• **Problem description**: Find the lines holding the string "impl" in the data, then copy all of them.

═══ Information provided

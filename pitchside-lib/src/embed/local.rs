use std::sync::Mutex;

use fastembed::{EmbeddingModel, InitOptions, TextEmbedding};

use crate::embed::{Embedder, Embedding};
use crate::{Error, Result};

const QUERY_PREFIX: &str = "Represent this sentence for searching relevant passages: ";

/// BGE embedder using BAAI/bge-small-en-v1.5.
///
/// Runs locally through fastembed, so indexing works without an embedding
/// API key. Produces 384-dimensional embeddings.
pub struct LocalEmbedder {
    model: Mutex<TextEmbedding>,
}

impl LocalEmbedder {
    /// Create a new local embedder.
    ///
    /// Downloads the model on first use (~130MB).
    pub fn new() -> Result<Self> {
        let opts = InitOptions::new(EmbeddingModel::BGESmallENV15)
            .with_show_download_progress(true);

        TextEmbedding::try_new(opts)
            .map(|model| Self {
                model: Mutex::new(model),
            })
            .map_err(|e| Error::Embedding(e.to_string()))
    }

    fn embed(&self, texts: &[&str]) -> Result<Vec<Embedding>> {
        let mut model = self
            .model
            .lock()
            .map_err(|_| Error::Embedding("embedding model lock poisoned".to_string()))?;
        model
            .embed(texts, None)
            .map_err(|e| Error::Embedding(e.to_string()))
    }
}

impl Embedder for LocalEmbedder {
    fn model_name(&self) -> &str {
        "BAAI/bge-small-en-v1.5"
    }

    fn dimension(&self) -> usize {
        384
    }

    fn embed_documents(&self, texts: &[&str]) -> Result<Vec<Embedding>> {
        if texts.is_empty() {
            return Ok(Vec::new());
        }
        self.embed(texts)
    }

    fn embed_query(&self, text: &str) -> Result<Embedding> {
        // BGE retrieves better when queries carry an instruction prefix
        let query_text = format!("{QUERY_PREFIX}{text}");

        self.embed(&[query_text.as_str()])?
            .into_iter()
            .next()
            .ok_or_else(|| Error::Embedding("model returned no embeddings".to_string()))
    }
}

#[cfg(test)]
mod tests {
    use super::*;

    #[test]
    #[ignore] // Requires model download, run with: cargo test -- --ignored
    fn test_dimension_matches_output() {
        let embedder = LocalEmbedder::new().unwrap();
        let embedding = embedder.embed_query("Who won the 2022 World Cup?").unwrap();
        assert_eq!(embedding.len(), embedder.dimension());
    }

    #[test]
    #[ignore] // Requires model download
    fn test_related_text_is_closer() {
        let embedder = LocalEmbedder::new().unwrap();
        let docs = embedder
            .embed_documents(&[
                "Argentina beat France on penalties in the 2022 World Cup final.",
                "The recipe needs two cups of flour and an egg.",
            ])
            .unwrap();
        let query = embedder.embed_query("Who won the World Cup final?").unwrap();

        let dot = |a: &[f32], b: &[f32]| a.iter().zip(b).map(|(x, y)| x * y).sum::<f32>();
        assert!(dot(&query, &docs[0]) > dot(&query, &docs[1]));
    }
}
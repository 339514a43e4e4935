use crate::chunk::{Chunk, ChunkMetadata, Chunker};

/// Fixed-size chunker - splits by character count
///
/// Good for: stat tables, CSV exports, anything without paragraph structure
///
/// Windows advance by `chunk_size - overlap` characters and stop at the
/// first window that reaches the end of the content.
#[derive(Debug, Clone)]
pub struct FixedSizeChunker {
    pub chunk_size: usize,
    pub overlap: usize,
}

impl FixedSizeChunker {
    /// Split `content` into `(char_offset, window)` pairs.
    pub(crate) fn windows<'a>(&self, content: &'a str) -> Vec<(usize, &'a str)> {
        let offsets: Vec<usize> = content.char_indices().map(|(i, _)| i).collect();
        let n = offsets.len();
        let byte_at = |i: usize| offsets.get(i).copied().unwrap_or(content.len());

        let size = self.chunk_size.max(1);
        let stride = size.saturating_sub(self.overlap).max(1);

        let mut windows = Vec::with_capacity(n.div_ceil(stride));
        let mut start = 0;
        while start < n {
            let end = (start + size).min(n);
            windows.push((start, &content[byte_at(start)..byte_at(end)]));
            if end == n {
                break;
            }
            start += stride;
        }
        windows
    }
}

impl Chunker for FixedSizeChunker {
    fn name(&self) -> &str {
        "fixed"
    }

    fn chunk(&self, content: &str, mut metadata: ChunkMetadata) -> Vec<Chunk> {
        if content.trim().is_empty() {
            return Vec::new();
        }

        let windows = self.windows(content);
        metadata.total_chunks = Some(windows.len());

        windows
            .into_iter()
            .enumerate()
            .map(|(ordinal, (offset, text))| {
                let mut m = metadata.clone();
                m.position = offset;
                Chunk::new(ordinal, text, m)
            })
            .collect()
    }
}
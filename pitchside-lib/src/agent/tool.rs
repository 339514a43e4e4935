//! Tools the agent can call

use chrono::Local;

use crate::query::QueryEngine;
use crate::store::{MemoryStore, VectorStore};
use crate::Result;

/// Name and description shown to the model
#[derive(Debug, Clone, PartialEq, Eq)]
pub struct ToolMetadata {
    pub name: String,
    pub description: String,
}

impl ToolMetadata {
    pub fn new(name: impl Into<String>, description: impl Into<String>) -> Self {
        Self {
            name: name.into(),
            description: description.into(),
        }
    }
}

/// A named callable exposed to the agent.
pub trait Tool: Send + Sync {
    fn metadata(&self) -> &ToolMetadata;

    /// Run the tool on the model-supplied input and return its observation.
    fn call(&self, input: &str) -> Result<String>;
}

/// Document search backed by a [`QueryEngine`].
pub struct QueryEngineTool<S: VectorStore = MemoryStore> {
    engine: QueryEngine<S>,
    metadata: ToolMetadata,
}

impl<S: VectorStore> QueryEngineTool<S> {
    pub fn new(engine: QueryEngine<S>, metadata: ToolMetadata) -> Self {
        Self { engine, metadata }
    }
}

impl<S: VectorStore> Tool for QueryEngineTool<S> {
    fn metadata(&self) -> &ToolMetadata {
        &self.metadata
    }

    fn call(&self, input: &str) -> Result<String> {
        Ok(self.engine.query(input)?.text)
    }
}

type ToolFn = Box<dyn Fn(&str) -> Option<String> + Send + Sync>;

/// Tool wrapping a plain closure. A `None` result is reported as `"None"`.
pub struct FunctionTool {
    func: ToolFn,
    metadata: ToolMetadata,
}

impl FunctionTool {
    pub fn new<F>(name: impl Into<String>, description: impl Into<String>, func: F) -> Self
    where
        F: Fn(&str) -> Option<String> + Send + Sync + 'static,
    {
        Self {
            func: Box::new(func),
            metadata: ToolMetadata::new(name, description),
        }
    }
}

impl Tool for FunctionTool {
    fn metadata(&self) -> &ToolMetadata {
        &self.metadata
    }

    fn call(&self, input: &str) -> Result<String> {
        Ok((self.func)(input).unwrap_or_else(|| "None".to_string()))
    }
}

const DATETIME_FORMAT: &str = "%Y-%m-%d %H:%M:%S%.6f";

/// Reports the local date and time when the input asks for the current date.
pub fn datetime_tool() -> FunctionTool {
    FunctionTool::new(
        "custom_tool",
        "Returns the current date and time if asked",
        |input| {
            input
                .to_lowercase()
                .contains("current date")
                .then(|| {
                    let now = Local::now().format(DATETIME_FORMAT);
                    format!("The current date and time is: {now}")
                })
        },
    )
}
//! Error types for Pitchside

use std::path::PathBuf;

use thiserror::Error;

/// Result type alias for Pitchside operations
pub type Result<T> = std::result::Result<T, Error>;

/// Errors that can occur in Pitchside operations
#[derive(Error, Debug)]
pub enum Error {
    /// Failed to load or run the embedding model
    #[error("embedding error: {0}")]
    Embedding(String),

    /// Failed to chunk a document
    #[error("chunking error: {0}")]
    Chunking(String),

    /// Failed to store, persist or load the vector store
    #[error("store error: {0}")]
    Store(String),

    /// File, directory or tool not found
    #[error("not found: {0}")]
    NotFound(String),

    /// Invalid input provided
    #[error("invalid input: {0}")]
    InvalidInput(String),

    /// The data directory produced no documents to index
    #[error("no documents found in {}", .0.display())]
    NoDocuments(PathBuf),

    /// An operation was attempted before the reporter finished initializing
    #[error("{0} not initialized")]
    NotInitialized(&'static str),

    /// Invalid or unreadable configuration
    #[error("config error: {0}")]
    Config(String),

    /// The agent loop could not produce an answer
    #[error("agent error: {0}")]
    Agent(String),

    /// A remote model provider answered with an error
    #[error("provider error{}: {message}", .status.map(|s| format!(" ({s})")).unwrap_or_default())]
    Provider {
        status: Option<u16>,
        message: String,
    },

    #[error(transparent)]
    Io(#[from] std::io::Error),

    #[error(transparent)]
    Json(#[from] serde_json::Error),

    /// Transport-level failure talking to a remote provider
    #[error("http error: {0}")]
    Http(#[from] reqwest::Error),
}

impl Error {
    /// Returns `true` for failures that came from a remote model call.
    #[must_use]
    pub fn is_remote(&self) -> bool {
        matches!(self, Self::Provider { .. } | Self::Http(_))
    }
}

#[cfg(test)]
mod tests {
    use super::*;

    #[test]
    fn test_provider_display_includes_status() {
        let err = Error::Provider {
            status: Some(429),
            message: "rate_limit_exceeded: slow down".to_string(),
        };
        assert_eq!(err.to_string(), "provider error (429): rate_limit_exceeded: slow down");
    }

    #[test]
    fn test_provider_display_without_status() {
        let err = Error::Provider {
            status: None,
            message: "empty choices".to_string(),
        };
        assert_eq!(err.to_string(), "provider error: empty choices");
    }

    #[test]
    fn test_is_remote() {
        let remote = Error::Provider {
            status: Some(500),
            message: String::new(),
        };
        assert!(remote.is_remote());
        assert!(!Error::NotInitialized("agent").is_remote());
        assert!(!Error::NoDocuments(PathBuf::from("data")).is_remote());
    }
}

══════

• **Exercise output**:
impl LocalEmbedder {
impl Embedder for LocalEmbedder {
impl FixedSizeChunker {
impl Chunker for FixedSizeChunker {
impl ToolMetadata {
    pub fn new(name: impl Into<String>, description: impl Into<String>) -> Self {
impl<S: VectorStore> QueryEngineTool<S> {
impl<S: VectorStore> Tool for QueryEngineTool<S> {
impl FunctionTool {
    pub fn new<F>(name: impl Into<String>, description: impl Into<String>, func: F) -> Self
impl Tool for FunctionTool {
impl Error {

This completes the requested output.